Scan the data, and whenever a line contains "weight", copy it.

Stored data
______________________________
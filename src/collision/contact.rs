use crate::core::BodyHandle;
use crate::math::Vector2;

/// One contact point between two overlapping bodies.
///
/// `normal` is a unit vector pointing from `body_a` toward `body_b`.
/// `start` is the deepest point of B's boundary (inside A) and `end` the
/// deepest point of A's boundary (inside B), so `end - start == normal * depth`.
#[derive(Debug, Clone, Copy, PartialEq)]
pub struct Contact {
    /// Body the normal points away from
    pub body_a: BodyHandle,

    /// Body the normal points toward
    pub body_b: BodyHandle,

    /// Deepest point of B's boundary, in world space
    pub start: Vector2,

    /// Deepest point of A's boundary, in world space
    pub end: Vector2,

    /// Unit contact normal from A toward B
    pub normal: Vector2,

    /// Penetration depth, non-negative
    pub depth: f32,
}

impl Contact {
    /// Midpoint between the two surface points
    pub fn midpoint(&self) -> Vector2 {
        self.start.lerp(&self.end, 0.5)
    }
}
______________________________
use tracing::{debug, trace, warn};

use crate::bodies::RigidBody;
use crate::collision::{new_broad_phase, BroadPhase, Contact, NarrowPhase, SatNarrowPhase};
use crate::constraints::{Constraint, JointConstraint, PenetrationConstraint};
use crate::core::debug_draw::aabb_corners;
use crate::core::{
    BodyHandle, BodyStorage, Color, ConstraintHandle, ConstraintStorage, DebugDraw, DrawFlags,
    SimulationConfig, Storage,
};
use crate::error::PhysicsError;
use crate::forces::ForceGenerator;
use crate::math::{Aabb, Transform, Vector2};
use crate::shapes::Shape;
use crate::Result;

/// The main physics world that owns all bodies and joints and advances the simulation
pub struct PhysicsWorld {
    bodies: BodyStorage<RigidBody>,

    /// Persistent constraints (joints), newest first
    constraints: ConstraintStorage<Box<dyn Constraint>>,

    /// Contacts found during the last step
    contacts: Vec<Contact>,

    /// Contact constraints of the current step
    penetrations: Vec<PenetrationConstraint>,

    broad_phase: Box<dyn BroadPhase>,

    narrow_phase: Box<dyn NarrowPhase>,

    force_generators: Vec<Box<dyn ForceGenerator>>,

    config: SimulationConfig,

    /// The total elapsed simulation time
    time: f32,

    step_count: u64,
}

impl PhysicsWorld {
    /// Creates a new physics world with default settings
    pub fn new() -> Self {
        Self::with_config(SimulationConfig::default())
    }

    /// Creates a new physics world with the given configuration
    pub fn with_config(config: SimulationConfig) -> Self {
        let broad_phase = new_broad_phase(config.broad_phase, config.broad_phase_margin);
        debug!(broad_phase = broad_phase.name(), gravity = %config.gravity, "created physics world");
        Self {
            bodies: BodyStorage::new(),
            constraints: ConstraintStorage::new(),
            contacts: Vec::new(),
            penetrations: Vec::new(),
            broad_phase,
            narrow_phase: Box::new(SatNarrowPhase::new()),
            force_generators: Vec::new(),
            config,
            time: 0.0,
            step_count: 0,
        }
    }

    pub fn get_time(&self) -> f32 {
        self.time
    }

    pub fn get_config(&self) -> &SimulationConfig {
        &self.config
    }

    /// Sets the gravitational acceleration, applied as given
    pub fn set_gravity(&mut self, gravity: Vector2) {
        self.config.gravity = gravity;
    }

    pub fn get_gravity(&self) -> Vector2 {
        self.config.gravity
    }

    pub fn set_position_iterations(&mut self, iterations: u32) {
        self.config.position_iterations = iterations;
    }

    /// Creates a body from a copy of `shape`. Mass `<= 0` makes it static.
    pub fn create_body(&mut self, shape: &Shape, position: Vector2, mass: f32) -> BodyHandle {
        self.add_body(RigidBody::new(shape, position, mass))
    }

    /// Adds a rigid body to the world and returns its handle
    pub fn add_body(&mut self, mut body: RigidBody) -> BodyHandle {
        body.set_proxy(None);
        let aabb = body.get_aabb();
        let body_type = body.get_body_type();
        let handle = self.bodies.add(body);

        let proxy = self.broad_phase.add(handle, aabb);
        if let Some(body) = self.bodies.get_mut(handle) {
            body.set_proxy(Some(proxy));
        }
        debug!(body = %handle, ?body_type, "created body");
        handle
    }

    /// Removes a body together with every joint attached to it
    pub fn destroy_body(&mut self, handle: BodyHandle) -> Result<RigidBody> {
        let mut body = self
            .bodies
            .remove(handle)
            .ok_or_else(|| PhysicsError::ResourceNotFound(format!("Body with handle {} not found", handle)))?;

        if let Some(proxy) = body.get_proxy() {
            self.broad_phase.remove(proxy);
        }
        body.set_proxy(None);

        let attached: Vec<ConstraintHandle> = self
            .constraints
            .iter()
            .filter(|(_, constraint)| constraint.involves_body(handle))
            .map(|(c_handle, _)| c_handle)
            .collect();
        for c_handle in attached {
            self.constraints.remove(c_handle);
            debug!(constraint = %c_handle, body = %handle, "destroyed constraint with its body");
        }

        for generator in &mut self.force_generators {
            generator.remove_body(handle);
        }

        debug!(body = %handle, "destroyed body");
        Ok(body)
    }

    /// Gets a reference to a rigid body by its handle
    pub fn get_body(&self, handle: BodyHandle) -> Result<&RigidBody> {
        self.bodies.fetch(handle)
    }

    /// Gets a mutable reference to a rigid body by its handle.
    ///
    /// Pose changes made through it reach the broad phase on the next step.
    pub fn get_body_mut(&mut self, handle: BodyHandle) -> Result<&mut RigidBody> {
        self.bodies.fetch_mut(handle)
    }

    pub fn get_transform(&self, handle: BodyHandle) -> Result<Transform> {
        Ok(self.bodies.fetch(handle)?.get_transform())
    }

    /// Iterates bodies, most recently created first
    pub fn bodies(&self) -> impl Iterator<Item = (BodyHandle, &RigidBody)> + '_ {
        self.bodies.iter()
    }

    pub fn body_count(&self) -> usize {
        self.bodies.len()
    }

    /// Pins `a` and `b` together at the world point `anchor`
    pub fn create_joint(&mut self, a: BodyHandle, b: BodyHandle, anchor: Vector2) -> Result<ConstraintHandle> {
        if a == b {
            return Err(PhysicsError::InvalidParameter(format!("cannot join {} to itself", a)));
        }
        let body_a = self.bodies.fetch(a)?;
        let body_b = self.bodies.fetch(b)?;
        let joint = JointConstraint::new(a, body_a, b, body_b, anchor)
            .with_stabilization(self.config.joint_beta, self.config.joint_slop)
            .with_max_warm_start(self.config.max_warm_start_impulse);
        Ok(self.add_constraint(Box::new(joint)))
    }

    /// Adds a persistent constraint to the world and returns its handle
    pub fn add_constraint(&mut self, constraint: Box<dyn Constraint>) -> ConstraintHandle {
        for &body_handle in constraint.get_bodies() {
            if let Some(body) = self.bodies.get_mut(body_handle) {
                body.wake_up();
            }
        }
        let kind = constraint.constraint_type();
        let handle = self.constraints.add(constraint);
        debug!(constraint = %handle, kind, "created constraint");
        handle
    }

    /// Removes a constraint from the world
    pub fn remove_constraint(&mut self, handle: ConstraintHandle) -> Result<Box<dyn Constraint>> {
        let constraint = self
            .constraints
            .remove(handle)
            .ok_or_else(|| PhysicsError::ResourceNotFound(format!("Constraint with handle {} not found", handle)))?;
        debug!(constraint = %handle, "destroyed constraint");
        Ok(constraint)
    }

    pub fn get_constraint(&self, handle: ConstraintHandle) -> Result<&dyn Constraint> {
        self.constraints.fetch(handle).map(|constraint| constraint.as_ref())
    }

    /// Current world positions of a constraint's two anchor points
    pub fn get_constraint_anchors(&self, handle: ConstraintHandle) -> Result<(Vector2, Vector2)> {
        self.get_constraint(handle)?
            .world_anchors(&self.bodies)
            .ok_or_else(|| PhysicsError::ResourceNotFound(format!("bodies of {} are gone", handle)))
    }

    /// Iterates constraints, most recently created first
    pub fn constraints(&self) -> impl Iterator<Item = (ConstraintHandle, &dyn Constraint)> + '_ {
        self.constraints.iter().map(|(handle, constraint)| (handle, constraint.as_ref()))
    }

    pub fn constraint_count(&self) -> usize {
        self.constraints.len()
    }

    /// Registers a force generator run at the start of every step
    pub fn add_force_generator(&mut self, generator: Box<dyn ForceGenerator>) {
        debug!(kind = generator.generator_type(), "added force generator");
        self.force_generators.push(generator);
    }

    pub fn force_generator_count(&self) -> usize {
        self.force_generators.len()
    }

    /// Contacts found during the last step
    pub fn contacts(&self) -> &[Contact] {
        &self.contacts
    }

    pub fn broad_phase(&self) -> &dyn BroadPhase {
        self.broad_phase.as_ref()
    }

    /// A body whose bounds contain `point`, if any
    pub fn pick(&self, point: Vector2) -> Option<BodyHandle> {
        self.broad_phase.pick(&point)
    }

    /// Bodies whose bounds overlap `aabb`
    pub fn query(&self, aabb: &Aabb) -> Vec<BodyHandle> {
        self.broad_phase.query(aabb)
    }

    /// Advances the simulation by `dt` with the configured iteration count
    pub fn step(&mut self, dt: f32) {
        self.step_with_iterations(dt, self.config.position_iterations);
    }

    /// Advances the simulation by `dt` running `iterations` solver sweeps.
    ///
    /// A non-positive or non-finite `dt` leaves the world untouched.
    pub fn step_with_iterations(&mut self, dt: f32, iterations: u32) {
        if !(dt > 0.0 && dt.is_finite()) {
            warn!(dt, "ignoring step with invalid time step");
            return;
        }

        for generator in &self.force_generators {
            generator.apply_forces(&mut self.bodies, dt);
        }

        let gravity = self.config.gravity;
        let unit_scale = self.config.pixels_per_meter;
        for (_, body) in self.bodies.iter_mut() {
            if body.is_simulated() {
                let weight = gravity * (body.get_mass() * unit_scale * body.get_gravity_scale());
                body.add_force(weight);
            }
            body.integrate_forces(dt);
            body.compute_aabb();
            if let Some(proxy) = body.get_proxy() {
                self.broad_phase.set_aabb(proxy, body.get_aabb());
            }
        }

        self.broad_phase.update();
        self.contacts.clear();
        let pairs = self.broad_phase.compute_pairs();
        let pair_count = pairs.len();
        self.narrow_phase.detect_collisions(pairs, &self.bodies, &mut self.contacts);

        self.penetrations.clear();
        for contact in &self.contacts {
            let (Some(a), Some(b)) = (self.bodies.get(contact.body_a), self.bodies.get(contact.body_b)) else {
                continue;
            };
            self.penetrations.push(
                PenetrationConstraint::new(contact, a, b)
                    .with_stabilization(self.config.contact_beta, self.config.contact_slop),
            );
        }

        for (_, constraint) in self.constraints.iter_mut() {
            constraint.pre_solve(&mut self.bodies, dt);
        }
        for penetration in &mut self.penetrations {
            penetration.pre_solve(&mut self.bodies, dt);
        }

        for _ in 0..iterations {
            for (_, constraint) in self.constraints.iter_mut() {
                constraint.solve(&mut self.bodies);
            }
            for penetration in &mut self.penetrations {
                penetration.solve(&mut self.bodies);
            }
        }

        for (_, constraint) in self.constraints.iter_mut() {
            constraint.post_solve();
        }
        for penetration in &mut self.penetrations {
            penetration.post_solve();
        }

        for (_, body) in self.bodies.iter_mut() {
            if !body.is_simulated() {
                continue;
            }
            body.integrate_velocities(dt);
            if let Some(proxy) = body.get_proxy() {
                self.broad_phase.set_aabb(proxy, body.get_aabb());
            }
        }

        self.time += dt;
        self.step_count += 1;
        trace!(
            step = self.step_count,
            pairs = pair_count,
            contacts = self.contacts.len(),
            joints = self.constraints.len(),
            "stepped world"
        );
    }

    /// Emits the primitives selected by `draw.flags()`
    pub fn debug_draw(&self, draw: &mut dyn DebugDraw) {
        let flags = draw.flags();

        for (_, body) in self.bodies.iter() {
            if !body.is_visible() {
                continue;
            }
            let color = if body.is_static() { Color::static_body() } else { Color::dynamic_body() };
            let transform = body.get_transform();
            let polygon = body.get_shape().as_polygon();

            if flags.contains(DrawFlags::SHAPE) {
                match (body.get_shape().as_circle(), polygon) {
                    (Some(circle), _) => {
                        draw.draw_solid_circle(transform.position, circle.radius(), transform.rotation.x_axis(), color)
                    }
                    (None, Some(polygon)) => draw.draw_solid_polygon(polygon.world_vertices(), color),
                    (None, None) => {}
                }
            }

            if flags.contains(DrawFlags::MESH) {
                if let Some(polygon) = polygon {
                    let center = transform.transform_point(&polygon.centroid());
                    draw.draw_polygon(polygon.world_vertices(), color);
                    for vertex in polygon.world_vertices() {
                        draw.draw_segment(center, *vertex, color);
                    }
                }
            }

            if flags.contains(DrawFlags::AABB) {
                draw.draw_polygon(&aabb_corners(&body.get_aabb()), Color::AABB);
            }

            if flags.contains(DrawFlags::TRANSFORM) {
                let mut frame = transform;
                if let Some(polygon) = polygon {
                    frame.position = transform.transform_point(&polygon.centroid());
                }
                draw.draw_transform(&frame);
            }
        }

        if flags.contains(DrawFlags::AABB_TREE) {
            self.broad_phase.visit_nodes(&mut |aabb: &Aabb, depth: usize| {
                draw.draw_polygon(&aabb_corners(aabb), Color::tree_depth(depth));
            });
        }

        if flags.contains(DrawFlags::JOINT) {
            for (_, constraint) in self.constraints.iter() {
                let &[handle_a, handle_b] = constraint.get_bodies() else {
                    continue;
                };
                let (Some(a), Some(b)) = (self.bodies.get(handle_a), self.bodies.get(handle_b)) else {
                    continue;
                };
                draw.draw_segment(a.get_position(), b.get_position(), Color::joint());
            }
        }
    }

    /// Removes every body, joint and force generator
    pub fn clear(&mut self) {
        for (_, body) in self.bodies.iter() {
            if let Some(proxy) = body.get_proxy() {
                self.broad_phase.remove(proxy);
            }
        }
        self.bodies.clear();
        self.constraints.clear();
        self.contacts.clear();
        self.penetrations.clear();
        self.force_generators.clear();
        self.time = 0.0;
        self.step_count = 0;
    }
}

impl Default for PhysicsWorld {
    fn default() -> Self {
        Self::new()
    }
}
______________________________
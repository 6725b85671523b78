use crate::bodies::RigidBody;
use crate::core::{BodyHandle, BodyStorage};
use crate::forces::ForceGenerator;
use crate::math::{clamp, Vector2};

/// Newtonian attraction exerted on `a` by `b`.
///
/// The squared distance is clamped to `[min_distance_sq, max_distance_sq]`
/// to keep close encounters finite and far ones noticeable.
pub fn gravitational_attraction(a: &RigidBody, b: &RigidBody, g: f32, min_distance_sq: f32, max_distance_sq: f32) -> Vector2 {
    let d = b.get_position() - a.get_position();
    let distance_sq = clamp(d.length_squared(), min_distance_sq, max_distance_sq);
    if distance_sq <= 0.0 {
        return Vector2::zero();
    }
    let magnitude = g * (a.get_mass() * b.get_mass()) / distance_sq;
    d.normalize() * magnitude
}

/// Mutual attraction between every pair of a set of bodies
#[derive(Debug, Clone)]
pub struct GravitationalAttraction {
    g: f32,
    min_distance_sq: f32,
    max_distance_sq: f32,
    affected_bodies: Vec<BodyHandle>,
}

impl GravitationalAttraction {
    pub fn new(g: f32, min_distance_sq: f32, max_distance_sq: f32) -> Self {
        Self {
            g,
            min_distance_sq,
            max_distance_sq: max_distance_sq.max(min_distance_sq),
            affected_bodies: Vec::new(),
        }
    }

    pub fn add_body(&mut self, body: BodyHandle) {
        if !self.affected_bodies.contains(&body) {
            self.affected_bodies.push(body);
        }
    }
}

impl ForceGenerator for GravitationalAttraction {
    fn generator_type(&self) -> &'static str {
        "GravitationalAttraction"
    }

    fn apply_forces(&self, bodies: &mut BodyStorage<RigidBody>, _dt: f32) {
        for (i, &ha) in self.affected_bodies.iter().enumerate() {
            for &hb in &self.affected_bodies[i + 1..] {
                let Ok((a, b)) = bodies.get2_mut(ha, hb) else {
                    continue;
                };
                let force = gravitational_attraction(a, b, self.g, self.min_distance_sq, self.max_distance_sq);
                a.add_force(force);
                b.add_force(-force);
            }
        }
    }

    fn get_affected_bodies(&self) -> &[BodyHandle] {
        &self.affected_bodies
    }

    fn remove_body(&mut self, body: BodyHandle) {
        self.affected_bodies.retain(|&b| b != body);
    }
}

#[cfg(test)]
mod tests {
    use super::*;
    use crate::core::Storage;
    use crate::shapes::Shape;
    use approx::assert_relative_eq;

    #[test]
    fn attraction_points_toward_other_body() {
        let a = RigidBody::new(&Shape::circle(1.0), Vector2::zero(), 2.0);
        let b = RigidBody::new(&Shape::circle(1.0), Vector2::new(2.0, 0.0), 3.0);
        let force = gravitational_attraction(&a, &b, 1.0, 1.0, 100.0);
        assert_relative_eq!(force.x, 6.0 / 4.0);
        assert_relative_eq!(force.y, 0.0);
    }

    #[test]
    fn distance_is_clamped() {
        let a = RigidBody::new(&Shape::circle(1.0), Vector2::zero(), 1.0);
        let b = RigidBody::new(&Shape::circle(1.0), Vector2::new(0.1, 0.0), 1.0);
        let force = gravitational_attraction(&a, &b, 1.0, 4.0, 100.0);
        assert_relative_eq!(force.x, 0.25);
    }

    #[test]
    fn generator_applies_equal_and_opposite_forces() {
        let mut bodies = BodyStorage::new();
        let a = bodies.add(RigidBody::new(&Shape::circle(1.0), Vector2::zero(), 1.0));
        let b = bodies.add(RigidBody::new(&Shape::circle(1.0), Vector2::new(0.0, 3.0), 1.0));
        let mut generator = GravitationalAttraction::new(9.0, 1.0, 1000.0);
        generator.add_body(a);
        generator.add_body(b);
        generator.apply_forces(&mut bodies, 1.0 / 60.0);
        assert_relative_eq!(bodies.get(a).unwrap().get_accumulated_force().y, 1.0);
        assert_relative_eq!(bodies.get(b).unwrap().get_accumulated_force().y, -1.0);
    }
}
______________________________
# Completed task
                let weight = gravity * (body.get_mass() * unit_scale * body.get_gravity_scale());
                body.add_force(weight);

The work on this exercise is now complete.